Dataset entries
—————
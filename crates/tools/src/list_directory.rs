//! list_directory: immediate children of one directory.

use std::path::Path;

use async_trait::async_trait;
use orangutan_core::error::ToolError;
use orangutan_core::tool::{Params, Tool};

use crate::params::optional_str;
use crate::walk::is_ignored_name;
use crate::{sandboxed, step};

pub struct ListDirectoryTool;

#[async_trait]
impl Tool for ListDirectoryTool {
    fn name(&self) -> &str {
        "list_directory"
    }

    fn description(&self) -> &str {
        "List the folders and files (with sizes) directly inside a directory."
    }

    fn parameters_schema(&self) -> serde_json::Value {
        serde_json::json!({
            "type": "object",
            "properties": {
                "path": {
                    "type": "string",
                    "description": "Directory relative to the project root (default \".\")"
                }
            }
        })
    }

    async fn execute(&self, params: &Params, root: &Path) -> Result<String, ToolError> {
        let target = optional_str(params, "path")?.unwrap_or_else(|| ".".to_string());
        let path = sandboxed(&target, root)?;

        let metadata = match tokio::fs::metadata(&path).await {
            Ok(m) => m,
            Err(e) if e.kind() == std::io::ErrorKind::NotFound => {
                step("list_directory", &format!("{target} - not found"));
                return Ok(format!("[Error] Directory not found: {target}"));
            }
            Err(e) => return Err(e.into()),
        };
        if !metadata.is_dir() {
            step("list_directory", &format!("{target} - not a directory"));
            return Ok(format!("[Error] Not a directory: {target}"));
        }

        let mut dirs = Vec::new();
        let mut files = Vec::new();
        let mut entries = tokio::fs::read_dir(&path).await?;
        while let Some(entry) = entries.next_entry().await? {
            let name = entry.file_name().to_string_lossy().into_owned();
            // Follows symlinks, like a plain `ls` would.
            let Ok(meta) = tokio::fs::metadata(entry.path()).await else {
                continue;
            };
            if meta.is_dir() {
                if !is_ignored_name(&name) {
                    dirs.push(name);
                }
            } else {
                files.push((name, meta.len()));
            }
        }
        dirs.sort();
        files.sort();

        step(
            "list_directory",
            &format!("{target} ({} entries)", dirs.len() + files.len()),
        );

        let mut lines = Vec::with_capacity(dirs.len() + files.len());
        lines.extend(dirs.iter().map(|d| format!("  {d}/")));
        lines.extend(files.iter().map(|(f, size)| format!("  {f} ({})", human_size(*size))));

        Ok(format!(
            "[Directory: {target}] ({} dirs, {} files)\n{}",
            dirs.len(),
            files.len(),
            lines.join("\n")
        ))
    }
}

/// `512B`, `1.5KB`, `3.0MB` ...
pub fn human_size(bytes: u64) -> String {
    if bytes < 1024 {
        return format!("{bytes}B");
    }
    let mut size = bytes as f64 / 1024.0;
    for unit in ["KB", "MB", "GB"] {
        if size < 1024.0 {
            return format!("{size:.1}{unit}");
        }
        size /= 1024.0;
    }
    format!("{size:.1}TB")
}

#[cfg(test)]
mod tests {
    use super::*;
    use serde_json::json;

    fn params(value: serde_json::Value) -> Params {
        value.as_object().cloned().unwrap()
    }

    #[test]
    fn human_sizes() {
        assert_eq!(human_size(0), "0B");
        assert_eq!(human_size(1023), "1023B");
        assert_eq!(human_size(1536), "1.5KB");
        assert_eq!(human_size(5 * 1024 * 1024), "5.0MB");
        assert_eq!(human_size(3 * 1024 * 1024 * 1024), "3.0GB");
        assert_eq!(human_size(2 * 1024_u64.pow(4)), "2.0TB");
    }

    #[tokio::test]
    async fn lists_dirs_then_files_hiding_ignored() {
        let dir = tempfile::tempdir().unwrap();
        let root = dir.path();
        std::fs::create_dir(root.join("src")).unwrap();
        std::fs::create_dir(root.join(".git")).unwrap();
        std::fs::create_dir(root.join("node_modules")).unwrap();
        std::fs::write(root.join("b.txt"), "hello").unwrap();
        std::fs::write(root.join("a.md"), vec![b'x'; 2048]).unwrap();

        let out = ListDirectoryTool.execute(&params(json!({})), root).await.unwrap();
        assert_eq!(
            out,
            "[Directory: .] (1 dirs, 2 files)\n  src/\n  a.md (2.0KB)\n  b.txt (5B)"
        );
    }

    #[tokio::test]
    async fn subdirectory_and_errors() {
        let dir = tempfile::tempdir().unwrap();
        let root = dir.path();
        std::fs::create_dir_all(root.join("src/util")).unwrap();
        std::fs::write(root.join("src/lib.rs"), "").unwrap();

        let out = ListDirectoryTool
            .execute(&params(json!({"path": "src"})), root)
            .await
            .unwrap();
        assert!(out.starts_with("[Directory: src] (1 dirs, 1 files)"));

        let out = ListDirectoryTool
            .execute(&params(json!({"path": "missing"})), root)
            .await
            .unwrap();
        assert_eq!(out, "[Error] Directory not found: missing");

        let out = ListDirectoryTool
            .execute(&params(json!({"path": "src/lib.rs"})), root)
            .await
            .unwrap();
        assert_eq!(out, "[Error] Not a directory: src/lib.rs");
    }

    #[tokio::test]
    async fn escape_rejected() {
        let dir = tempfile::tempdir().unwrap();
        let err = ListDirectoryTool
            .execute(&params(json!({"path": ".."})), dir.path())
            .await
            .unwrap_err();
        assert!(matches!(err, ToolError::PathEscape { .. }));
    }
}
—————
(Work instruction) All lines of the data above must be repeated exactly.

(Solution for this problem)
filename crates/tools/src/list_directory.rs
//! list_directory: immediate children of one directory.

use std::path::Path;

use async_trait::async_trait;
use orangutan_core::error::ToolError;
use orangutan_core::tool::{Params, Tool};

use crate::params::optional_str;
use crate::walk::is_ignored_name;
use crate::{sandboxed, step};

pub struct ListDirectoryTool;

#[async_trait]
impl Tool for ListDirectoryTool {
    fn name(&self) -> &str {
        "list_directory"
    }

    fn description(&self) -> &str {
        "List the folders and files (with sizes) directly inside a directory."
    }

    fn parameters_schema(&self) -> serde_json::Value {
        serde_json::json!({
            "type": "object",
            "properties": {
                "path": {
                    "type": "string",
                    "description": "Directory relative to the project root (default \".\")"
                }
            }
        })
    }

    async fn execute(&self, params: &Params, root: &Path) -> Result<String, ToolError> {
        let target = optional_str(params, "path")?.unwrap_or_else(|| ".".to_string());
        let path = sandboxed(&target, root)?;

        let metadata = match tokio::fs::metadata(&path).await {
            Ok(m) => m,
            Err(e) if e.kind() == std::io::ErrorKind::NotFound => {
                step("list_directory", &format!("{target} - not found"));
                return Ok(format!("[Error] Directory not found: {target}"));
            }
            Err(e) => return Err(e.into()),
        };
        if !metadata.is_dir() {
            step("list_directory", &format!("{target} - not a directory"));
            return Ok(format!("[Error] Not a directory: {target}"));
        }

        let mut dirs = Vec::new();
        let mut files = Vec::new();
        let mut entries = tokio::fs::read_dir(&path).await?;
        while let Some(entry) = entries.next_entry().await? {
            let name = entry.file_name().to_string_lossy().into_owned();
            // Follows symlinks, like a plain `ls` would.
            let Ok(meta) = tokio::fs::metadata(entry.path()).await else {
                continue;
            };
            if meta.is_dir() {
                if !is_ignored_name(&name) {
                    dirs.push(name);
                }
            } else {
                files.push((name, meta.len()));
            }
        }
        dirs.sort();
        files.sort();

        step(
            "list_directory",
            &format!("{target} ({} entries)", dirs.len() + files.len()),
        );

        let mut lines = Vec::with_capacity(dirs.len() + files.len());
        lines.extend(dirs.iter().map(|d| format!("  {d}/")));
        lines.extend(files.iter().map(|(f, size)| format!("  {f} ({})", human_size(*size))));

        Ok(format!(
            "[Directory: {target}] ({} dirs, {} files)\n{}",
            dirs.len(),
            files.len(),
            lines.join("\n")
        ))
    }
}

/// `512B`, `1.5KB`, `3.0MB` ...
pub fn human_size(bytes: u64) -> String {
    if bytes < 1024 {
        return format!("{bytes}B");
    }
    let mut size = bytes as f64 / 1024.0;
    for unit in ["KB", "MB", "GB"] {
        if size < 1024.0 {
            return format!("{size:.1}{unit}");
        }
        size /= 1024.0;
    }
    format!("{size:.1}TB")
}

#[cfg(test)]
mod tests {
    use super::*;
    use serde_json::json;

    fn params(value: serde_json::Value) -> Params {
        value.as_object().cloned().unwrap()
    }

    #[test]
    fn human_sizes() {
        assert_eq!(human_size(0), "0B");
        assert_eq!(human_size(1023), "1023B");
        assert_eq!(human_size(1536), "1.5KB");
        assert_eq!(human_size(5 * 1024 * 1024), "5.0MB");
        assert_eq!(human_size(3 * 1024 * 1024 * 1024), "3.0GB");
        assert_eq!(human_size(2 * 1024_u64.pow(4)), "2.0TB");
    }

    #[tokio::test]
    async fn lists_dirs_then_files_hiding_ignored() {
        let dir = tempfile::tempdir().unwrap();
        let root = dir.path();
        std::fs::create_dir(root.join("src")).unwrap();
        std::fs::create_dir(root.join(".git")).unwrap();
        std::fs::create_dir(root.join("node_modules")).unwrap();
        std::fs::write(root.join("b.txt"), "hello").unwrap();
        std::fs::write(root.join("a.md"), vec![b'x'; 2048]).unwrap();

        let out = ListDirectoryTool.execute(&params(json!({})), root).await.unwrap();
        assert_eq!(
            out,
            "[Directory: .] (1 dirs, 2 files)\n  src/\n  a.md (2.0KB)\n  b.txt (5B)"
        );
    }

    #[tokio::test]
    async fn subdirectory_and_errors() {
        let dir = tempfile::tempdir().unwrap();
        let root = dir.path();
        std::fs::create_dir_all(root.join("src/util")).unwrap();
        std::fs::write(root.join("src/lib.rs"), "").unwrap();

        let out = ListDirectoryTool
            .execute(&params(json!({"path": "src"})), root)
            .await
            .unwrap();
        assert!(out.starts_with("[Directory: src] (1 dirs, 1 files)"));

        let out = ListDirectoryTool
            .execute(&params(json!({"path": "missing"})), root)
            .await
            .unwrap();
        assert_eq!(out, "[Error] Directory not found: missing");

        let out = ListDirectoryTool
            .execute(&params(json!({"path": "src/lib.rs"})), root)
            .await
            .unwrap();
        assert_eq!(out, "[Error] Not a directory: src/lib.rs");
    }

    #[tokio::test]
    async fn escape_rejected() {
        let dir = tempfile::tempdir().unwrap();
        let err = ListDirectoryTool
            .execute(&params(json!({"path": ".."})), dir.path())
            .await
            .unwrap_err();
        assert!(matches!(err, ToolError::PathEscape { .. }));
    }
}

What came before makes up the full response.